Abortion and Original Meaning
Balkin, Jack M., Constitutional Commentary
I. ORIGINALISM VERSUS LIVING CONSTITUTIONALISM: A FALSE DICHOTOMY
In his famous critique of Roe v. Wade, (1) John Hart Ely remarked that if a principle that purportedly justifies a constitutional right "lacks connection with any value the Constitution marks as special, it is not a constitutional principle and the Court has no business imposing it." (2) Criticisms of Roe have generally proceeded precisely on this ground: the right to sexual privacy is not specifically mentioned in the Constitution, and there is no evidence that the framers and adopters of the 1787 Constitution or of any later amendments expected or intended the Constitution to protect a woman's right to abortion. It has become a commonly held assumption among Roe's critics that there is no constitutional basis for abortion rights or for a right of "privacy"; the right is completely made up out of whole cloth and therefore supporters of abortion rights have cut themselves adrift from the Constitution's text, history and structure. Even some defenders of abortion rights have bought into these criticisms; they view Roe v. Wade and privacy jurisprudence as a compelling reason to accept a version of living constitutionalism that grows and changes with the times.
The conventional wisdom about Roe, however, is wrong. The right to abortion (although not the precise reasoning in Roe itself) actually passes the test that Ely set out. It is in fact based on the constitutional text of the Fourteenth Amendment and the principles that underlie it. That is so even though the framers and adopters of the Fourteenth Amendment did not expect or intend that it would apply to abortion. In this essay I offer an argument for the right to abortion based on the original meaning of the constitutional text as opposed to its original expected application.
I argue, among other things, that laws criminalizing abortion violate the Fourteenth Amendment's principle of equal citizenship and its prohibition against class legislation. A long history of commentators has argued that abortion rights are secured by constitutional guarantees of sex equality premised on some version of an antisubordination principle. (3) One of the goals of this article is to show that the arguments of these commentators are not novel or fanciful but have deep roots in the original meaning of the Fourteenth Amendment. Thus, the arguments I present here, although specifically directed to the abortion controversy, help underscore the constitutional and originalist pedigree of much of the antisubordination literature.
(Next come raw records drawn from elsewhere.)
//! Message processing pipeline
//!
//! The pipeline drives one message from the portal into the on-disk
//! archive and the extracted-documents tree. Its idempotency ledger is
//! the filesystem itself: a message whose manifest and bundle (or
//! tombstone) already exist is finished and costs no network traffic on
//! later runs. Batch processing absorbs recoverable per-message failures
//! into a [`SyncReport`] and only aborts on transport-level errors.

mod extract;

pub use extract::{unpack_bundle, Extractor};

use crate::archive::{Archive, ArchiveEntry};
use crate::client::PortalClient;
use crate::config::{Config, NotifyMode};
use crate::crypto::CryptoProvider;
use crate::error::{Error, Result};
use crate::filter::MessagesFilter;
use crate::notify::{notify_best_effort, Notifier};
use crate::pages::PageWalker;
use crate::types::{Message, MessageId, MessageInfo, SyncReport};
use std::io::Write;
use std::path::{Path, PathBuf};
use std::sync::Arc;
use tracing::{debug, info, warn};

/// What happened to one message
#[derive(Debug)]
pub enum ProcessOutcome {
    /// Archived and extracted in this run
    Archived(MessageInfo),
    /// Ledger already complete, nothing fetched
    AlreadyArchived,
    /// Outbound message not yet accepted by the portal
    SkippedPending,
    /// Task name is on the exclusion list
    SkippedExcluded,
    /// Bundle is unobtainable, a tombstone now blocks further attempts
    Tombstoned {
        /// Why the bundle could not be obtained
        reason: String,
    },
}

impl ProcessOutcome {
    /// One-line description used in reports.
    fn describe(&self, id: &MessageId) -> String {
        match self {
            ProcessOutcome::Archived(info) => {
                let subject = info.subject.as_deref().unwrap_or("-");
                format!("{id}: archived ({} files, subject: {subject})", info.deliverables.len())
            }
            ProcessOutcome::AlreadyArchived => format!("{id}: already archived"),
            ProcessOutcome::SkippedPending => format!("{id}: skipped, not yet accepted"),
            ProcessOutcome::SkippedExcluded => format!("{id}: skipped, task excluded"),
            ProcessOutcome::Tombstoned { reason } => format!("{id}: tombstoned ({reason})"),
        }
    }
}

/// Drives messages from the portal into the archive
pub struct MessagePipeline {
    client: PortalClient,
    archive: Archive,
    extractor: Extractor,
    notifier: Arc<dyn Notifier>,
    work_dir: PathBuf,
    excluded_tasks: Vec<String>,
    notify_mode: NotifyMode,
}

impl MessagePipeline {
    /// Assemble the pipeline from configuration plus its collaborators.
    pub fn new(
        config: &Config,
        client: PortalClient,
        crypto: Arc<dyn CryptoProvider>,
        notifier: Arc<dyn Notifier>,
    ) -> Self {
        Self {
            client,
            archive: Archive::new(
                config.archive.archive_root.clone(),
                config.archive.doc_root.clone(),
            ),
            extractor: Extractor::new(crypto),
            notifier,
            work_dir: config.archive.work_dir.clone(),
            excluded_tasks: config.archive.excluded_tasks.clone(),
            notify_mode: config.notify.mode,
        }
    }

    /// The portal client, e.g. for deletion or direct listing.
    pub fn client(&self) -> &PortalClient {
        &self.client
    }

    /// Fetch one message by id and process it.
    pub async fn process_one(&self, id: &MessageId) -> Result<ProcessOutcome> {
        let message = self.client.get_message(id).await?;
        let outcome = self.process_message(&message).await?;
        if self.notify_mode == NotifyMode::Immediate {
            notify_best_effort(
                self.notifier.as_ref(),
                &format!("Message {id} processed"),
                &outcome.describe(id),
            )
            .await;
        }
        Ok(outcome)
    }

    /// Process every message matching `filter`, page by page.
    ///
    /// Recoverable per-message failures are recorded in the report and do
    /// not stop the batch; transport failures and cancellation abort it.
    pub async fn process_filtered(&self, filter: &MessagesFilter) -> Result<SyncReport> {
        let mut report = SyncReport::default();
        let mut walker = PageWalker::new(&self.client, filter.clone());

        while let Some(message) = walker.next().await? {
            match self.process_message(&message).await {
                Ok(outcome) => {
                    report.processed += 1;
                    let line = outcome.describe(&message.id);
                    if self.notify_mode == NotifyMode::Immediate {
                        if let ProcessOutcome::Archived(_) | ProcessOutcome::Tombstoned { .. } =
                            outcome
                        {
                            notify_best_effort(
                                self.notifier.as_ref(),
                                &format!("Message {} processed", message.id),
                                &line,
                            )
                            .await;
                        }
                    }
                    report.push(line);
                }
                Err(e) if e.is_recoverable() => {
                    warn!(id = %message.id, error = %e, "message failed, batch continues");
                    report.errors += 1;
                    report.push(format!("{}: failed ({})", message.id, e));
                }
                Err(e) => return Err(e),
            }
        }

        if self.notify_mode == NotifyMode::Digest && !report.lines.is_empty() {
            notify_best_effort(
                self.notifier.as_ref(),
                &format!(
                    "Synchronization report: {} processed, {} errors",
                    report.processed, report.errors
                ),
                &report.render(),
            )
            .await;
        }

        info!(
            processed = report.processed,
            errors = report.errors,
            "batch complete"
        );
        Ok(report)
    }

    /// Archive and extract a single already-fetched message.
    pub async fn process_message(&self, message: &Message) -> Result<ProcessOutcome> {
        if message.is_outbox() && !message.status.is_accepted() {
            debug!(id = %message.id, status = ?message.status, "outbound message not accepted yet");
            return Ok(ProcessOutcome::SkippedPending);
        }
        if self.excluded_tasks.iter().any(|t| t == &message.task_name) {
            debug!(id = %message.id, task = %message.task_name, "task excluded");
            return Ok(ProcessOutcome::SkippedExcluded);
        }

        let entry = self.archive.entry(message);
        let bundle_settled =
            self.archive.has_bundle(&entry) || self.archive.has_tombstone(&entry);
        if self.archive.has_manifest(&entry) && bundle_settled {
            return Ok(ProcessOutcome::AlreadyArchived);
        }

        if !self.archive.has_manifest(&entry) {
            self.archive.write_manifest(&entry, message).await?;
        }

        if self.archive.has_tombstone(&entry) {
            return Ok(ProcessOutcome::AlreadyArchived);
        }

        if !self.archive.has_bundle(&entry) {
            match self.obtain_bundle(message, &entry).await? {
                BundleOutcome::Stored => {}
                BundleOutcome::Tombstoned { reason } => {
                    return Ok(ProcessOutcome::Tombstoned { reason });
                }
            }
        }

        let info = self.extract(message, &entry).await?;
        Ok(ProcessOutcome::Archived(info))
    }

    /// Download the bundle, falling back to per-file downloads. When both
    /// paths fail with a message-level error a tombstone stops future
    /// attempts.
    async fn obtain_bundle(
        &self,
        message: &Message,
        entry: &ArchiveEntry,
    ) -> Result<BundleOutcome> {
        let bundle_error = match self.client.download_bundle(&message.id).await {
            Ok(bytes) => {
                self.archive.write_bundle(entry, &bytes).await?;
                return Ok(BundleOutcome::Stored);
            }
            Err(e) if e.is_recoverable() => e,
            Err(e) => return Err(e),
        };

        warn!(
            id = %message.id,
            error = %bundle_error,
            "bundle download failed, trying individual files"
        );

        match self.download_files_as_bundle(message).await {
            Ok(bytes) => {
                self.archive.write_bundle(entry, &bytes).await?;
                Ok(BundleOutcome::Stored)
            }
            Err(e) if e.is_recoverable() => {
                let reason = format!("bundle: {bundle_error}; per-file: {e}");
                self.archive.write_tombstone(entry, &reason).await?;
                Ok(BundleOutcome::Tombstoned { reason })
            }
            Err(e) => Err(e),
        }
    }

    /// Fetch each payload individually and assemble a bundle-shaped zip,
    /// so the ledger looks the same regardless of the download path.
    async fn download_files_as_bundle(&self, message: &Message) -> Result<Vec<u8>> {
        let mut cursor = std::io::Cursor::new(Vec::new());
        {
            let mut writer = zip::ZipWriter::new(&mut cursor);
            let options = zip::write::FileOptions::default();
            for file in &message.files {
                let bytes = self.client.download_file(&message.id, &file.id.0).await?;
                writer
                    .start_file(file.name.as_str(), options)
                    .map_err(|e| Error::Other(format!("failed to assemble bundle: {e}")))?;
                writer.write_all(&bytes)?;
            }
            writer
                .finish()
                .map_err(|e| Error::Other(format!("failed to assemble bundle: {e}")))?;
        }
        Ok(cursor.into_inner())
    }

    async fn extract(&self, message: &Message, entry: &ArchiveEntry) -> Result<MessageInfo> {
        let work_dir = self.work_dir.join(message.id.to_string());
        let extracted = unpack_bundle(&entry.bundle, &work_dir)?;
        debug!(id = %message.id, files = extracted.len(), "bundle unpacked for extraction");

        self.refetch_missing(message, &work_dir).await;

        // Best effort: the originating message only enriches the
        // transcript's reply note.
        let correlated = match &message.correlation_id {
            Some(id) => match self.client.get_message(id).await {
                Ok(original) => Some(original),
                Err(e) => {
                    debug!(id = %id, error = %e, "correlated message not fetched");
                    None
                }
            },
            None => None,
        };

        let info = self
            .extractor
            .extract_message(message, &work_dir, &entry.dest_dir, correlated.as_ref())
            .await?;

        if let Err(e) = tokio::fs::remove_dir_all(&work_dir).await {
            debug!(?work_dir, error = %e, "work directory not fully removed");
        }
        Ok(info)
    }

    /// One re-download attempt for payloads the bundle should contain but
    /// does not. A file still missing afterwards becomes a transcript note.
    async fn refetch_missing(&self, message: &Message, work_dir: &Path) {
        for file in &message.files {
            if file.is_signature() || work_dir.join(&file.name).is_file() {
                continue;
            }
            match self.client.download_file(&message.id, &file.id.0).await {
                Ok(bytes) => {
                    if let Err(e) = tokio::fs::write(work_dir.join(&file.name), bytes).await {
                        warn!(name = %file.name, error = %e, "re-downloaded payload not written");
                    }
                }
                Err(e) => {
                    warn!(name = %file.name, error = %e, "payload missing from bundle and re-download failed");
                }
            }
        }
    }
}

enum BundleOutcome {
    Stored,
    Tombstoned { reason: String },
}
A second, and larger purpose of my argument is to demonstrate why the debate between originalism and living constitutionalism rests on a false dichotomy. Originalists generally assume that if we do not apply the constitutional text in the way it was originally understood at the time of its adoption we are not following what the words mean and so will not be faithful to the Constitution as law. But they have tended to conflate two different ideas--the expected application of constitutional texts, which is not binding law, and the original meaning, which is. Indeed, many originalists who claim to be interested only in original meaning, like Justice Antonin Scalia, have encouraged this conflation of original meaning and original expected application in their practices of argument. (4) Living constitutionalists too have mostly accepted this conflation without question. Hence they have assumed that the constitutional text and the principles it was designed to enact cannot account for some of the most valuable aspects of our constitutional tradition. They object to being bound by the dead hand of the past. They fear that chaining ourselves to the original understanding will leave our Constitution insufficiently flexible and adaptable to meet the challenges of our nation's future. By accepting mistaken premises about interpretation-premises that they share with many originalists-living constitutionalists have unnecessarily left themselves open to the charge that they are not really serious about being faithful to the Constitution's text, history and structure. …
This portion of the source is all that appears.